As a matter of fact, I was at the conference (and saw all those in the demo pit I wanted to see) yesterday and saw some of the panels in person, and then left early to get back to work, but watched the rest (interesting interview with Mark Cuban) through Ustream.tv since there were no good seats left in person. I can follow both Demo and TC50 twitter (back channel) streams on twitter.com/launchweek. I wish that Demo had streaming video so I could watch that also (hard to be in 2 places at once). I believe Mike Arington stated yesterday that while there were 500-1000 people in the audience, there were 5,000 watching through Ustream.

The DemoPit:

Although I saw about a dozen companies in the demo pit yesterday, the one that impressed me the most was CollectiveX, who I had looked at about a year ago. CollectiveX (based in Maryland) has been live for about 18 months, it took them about a year to get to their first 1000 groups, but after than they are growing at 1000 groups a month, and today are at about 18,000 groups. Some of those groups and the rapid growth can be due to what CollectiveX calls “expats” i.e. groups from LinkedIn or other social network that moved over to CollectiveX. To show the viral nature of CollectiveX, about 50% of users will create a new group in the first 90 days they are using the service, and the number of groups seems to be doubling every 4-5 months.

CollectiveX Stats:

The average age on CollectiveX is not the 15-25 year olds that everyone else seems to be targeting, but is 38.5 year olds. CollectiveX sees themselves as “Ning for professionals.” They seem to be pretty transparent with statistics on their public group sites (80% of sites are private). What was interesting was to see the spike in usage on Mondays. When asked, the CEO told me that the default for most groups was to send out a weekly digest on Sunday night, which prompted people for higher use on Mondays. They also track inactive groups and estimate that about 65% of all groups are active, but I think they need to have more complete statistics, and start to track their churn.

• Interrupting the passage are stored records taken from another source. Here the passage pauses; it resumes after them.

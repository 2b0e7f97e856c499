use std::{
    fmt,
    time::{Duration, Instant},
};

use serde::{Deserialize, Serialize};

use crate::{assets::MediaAsset, timeline::LoadDeadline, KeepsakeError};

/// Identity of a mounted feed tile. Matches the [`MediaAsset::id`] it renders.
#[derive(Debug, Clone, PartialEq, Eq, Hash, PartialOrd, Ord, Serialize, Deserialize)]
#[serde(transparent)]
pub struct TileId(pub String);

impl TileId {
    pub fn new(id: impl Into<String>) -> Self {
        Self(id.into())
    }

    pub fn as_str(&self) -> &str {
        &self.0
    }
}

impl From<&MediaAsset> for TileId {
    fn from(asset: &MediaAsset) -> Self {
        Self(asset.id.clone())
    }
}

impl From<&str> for TileId {
    fn from(value: &str) -> Self {
        Self::new(value)
    }
}

impl fmt::Display for TileId {
    fn fmt(&self, f: &mut fmt::Formatter<'_>) -> fmt::Result {
        f.write_str(&self.0)
    }
}

/// Playback lifecycle events reported by the rendering collaborator.
#[derive(Debug, Clone, PartialEq, Eq, Serialize, Deserialize)]
#[serde(rename_all = "snake_case", tag = "event", content = "reason")]
pub enum MediaEvent {
    Loaded,
    Error(String),
    Play,
    Pause,
}

#[derive(Debug, Clone, PartialEq, Eq)]
pub enum TileStatus {
    Loading,
    /// Still not loaded after the deadline; rendered as if ready.
    TimedOut,
    Ready,
    /// Terminal. The tile shows an inline error affordance.
    Failed(String),
}

/// Load and playback state of one tile as seen by the renderer.
#[derive(Debug, Clone)]
pub struct TileState {
    id: TileId,
    status: TileStatus,
    deadline: LoadDeadline,
    playing: bool,
}

impl TileState {
    pub fn new(id: TileId, now: Instant, load_timeout: Duration) -> Self {
        Self {
            id,
            status: TileStatus::Loading,
            deadline: LoadDeadline::new(now, load_timeout),
            playing: false,
        }
    }

    pub fn id(&self) -> &TileId {
        &self.id
    }

    pub fn status(&self) -> &TileStatus {
        &self.status
    }

    pub fn is_failed(&self) -> bool {
        matches!(self.status, TileStatus::Failed(_))
    }

    /// Last playing state reported by the host.
    pub fn is_playing(&self) -> bool {
        self.playing
    }

    pub fn apply(&mut self, event: &MediaEvent) {
        match event {
            MediaEvent::Loaded => {
                if !self.is_failed() {
                    self.status = TileStatus::Ready;
                }
            }
            MediaEvent::Error(reason) => {
                let err = KeepsakeError::MediaLoad {
                    tile: self.id.to_string(),
                    reason: reason.clone(),
                };
                tracing::error!(%err, "tile failed to load");
                self.status = TileStatus::Failed(reason.clone());
                self.playing = false;
            }
            MediaEvent::Play => self.playing = true,
            MediaEvent::Pause => self.playing = false,
        }
    }

    /// Moves a tile that is still loading past its deadline to
    /// [`TileStatus::TimedOut`]. Returns `true` on that transition only.
    pub fn poll(&mut self, now: Instant) -> bool {
        if self.status == TileStatus::Loading && self.deadline.expired(now) {
            tracing::warn!(tile = %self.id, "media load timed out");
            self.status = TileStatus::TimedOut;
            return true;
        }
        false
    }

    pub fn is_loading(&self, now: Instant) -> bool {
        self.status == TileStatus::Loading && !self.deadline.expired(now)
    }

    pub fn shows_play_overlay(&self, now: Instant) -> bool {
        !self.is_loading(now) && !self.is_failed() && !self.playing
    }
}

#[cfg(test)]
mod tests {
    use super::*;

    const TIMEOUT: Duration = Duration::from_secs(5);

    fn tile(now: Instant) -> TileState {
        TileState::new(TileId::new("clip.mp4"), now, TIMEOUT)
    }

    #[test]
    fn loading_is_bounded_by_deadline() {
        let t0 = Instant::now();
        let mut state = tile(t0);

        assert!(state.is_loading(t0));
        assert!(!state.poll(t0 + Duration::from_secs(1)));
        assert!(!state.is_loading(t0 + TIMEOUT));

        assert!(state.poll(t0 + TIMEOUT));
        assert_eq!(state.status(), &TileStatus::TimedOut);
        assert!(!state.poll(t0 + TIMEOUT * 2));
    }

    #[test]
    fn late_load_after_timeout_becomes_ready() {
        let t0 = Instant::now();
        let mut state = tile(t0);
        state.poll(t0 + TIMEOUT);
        state.apply(&MediaEvent::Loaded);
        assert_eq!(state.status(), &TileStatus::Ready);
    }

    #[test]
    fn failure_is_terminal() {
        let t0 = Instant::now();
        let mut state = tile(t0);
        state.apply(&MediaEvent::Error("decode".into()));
        state.apply(&MediaEvent::Loaded);

        assert!(state.is_failed());
        assert!(!state.is_loading(t0));
        assert!(!state.shows_play_overlay(t0));
    }

    #[test]
    fn play_overlay_tracks_host_events() {
        let t0 = Instant::now();
        let mut state = tile(t0);
        assert!(!state.shows_play_overlay(t0));

        state.apply(&MediaEvent::Loaded);
        assert!(state.shows_play_overlay(t0));

        state.apply(&MediaEvent::Play);
        assert!(state.is_playing());
        assert!(!state.shows_play_overlay(t0));

        state.apply(&MediaEvent::Pause);
        assert!(state.shows_play_overlay(t0));
    }

    #[test]
    fn media_events_parse_from_json() {
        let event: MediaEvent =
            serde_json::from_str(r#"{ "event": "error", "reason": "404" }"#).unwrap();
        assert_eq!(event, MediaEvent::Error("404".into()));
        let event: MediaEvent = serde_json::from_str(r#"{ "event": "loaded" }"#).unwrap();
        assert_eq!(event, MediaEvent::Loaded);
    }
}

They also offer an Enterprise edition (which I think is mis-named and should be an SMB edition) which is $500/ year for an initial license(1 group site with all premium services) and $5k for an unlimited license (and includes all of premium services offered). Premium services are offered at $9/mo/group site, and include things like extra storage (3GB) since they only offer 25MB for each group site initially. Only the removal of “Create and find Groupsite links” (which is their main viral mechanism) costs $18/mo.

A Work in Progress

Although CollectiveX is only 2 years old, they have come a long way. There most recent update was on the page size and layout and the inclusion of widgets. But in looking at the tool, they do have blogs and forums (threaded discussions) but not wikis yet, nor do they include IM/Chat or things like task or project management which many other VTS (virtual team spaces) like Near-time, Huddle and Central Desktop do include (not all have every function… yet).

Overall, I think CollectiveX does have a good model for “prosumers” and maybe for SMB (small, medium, businesses), but not yet for the enterprise. I will check back with them in a year and see where they are. My guess is that they will be between 60-100K groups and have some offerings for the enterprise (and groups within the enterprise), will have fixed some of the holes in their functionality and should be on the radar of some of the larger companies in this space.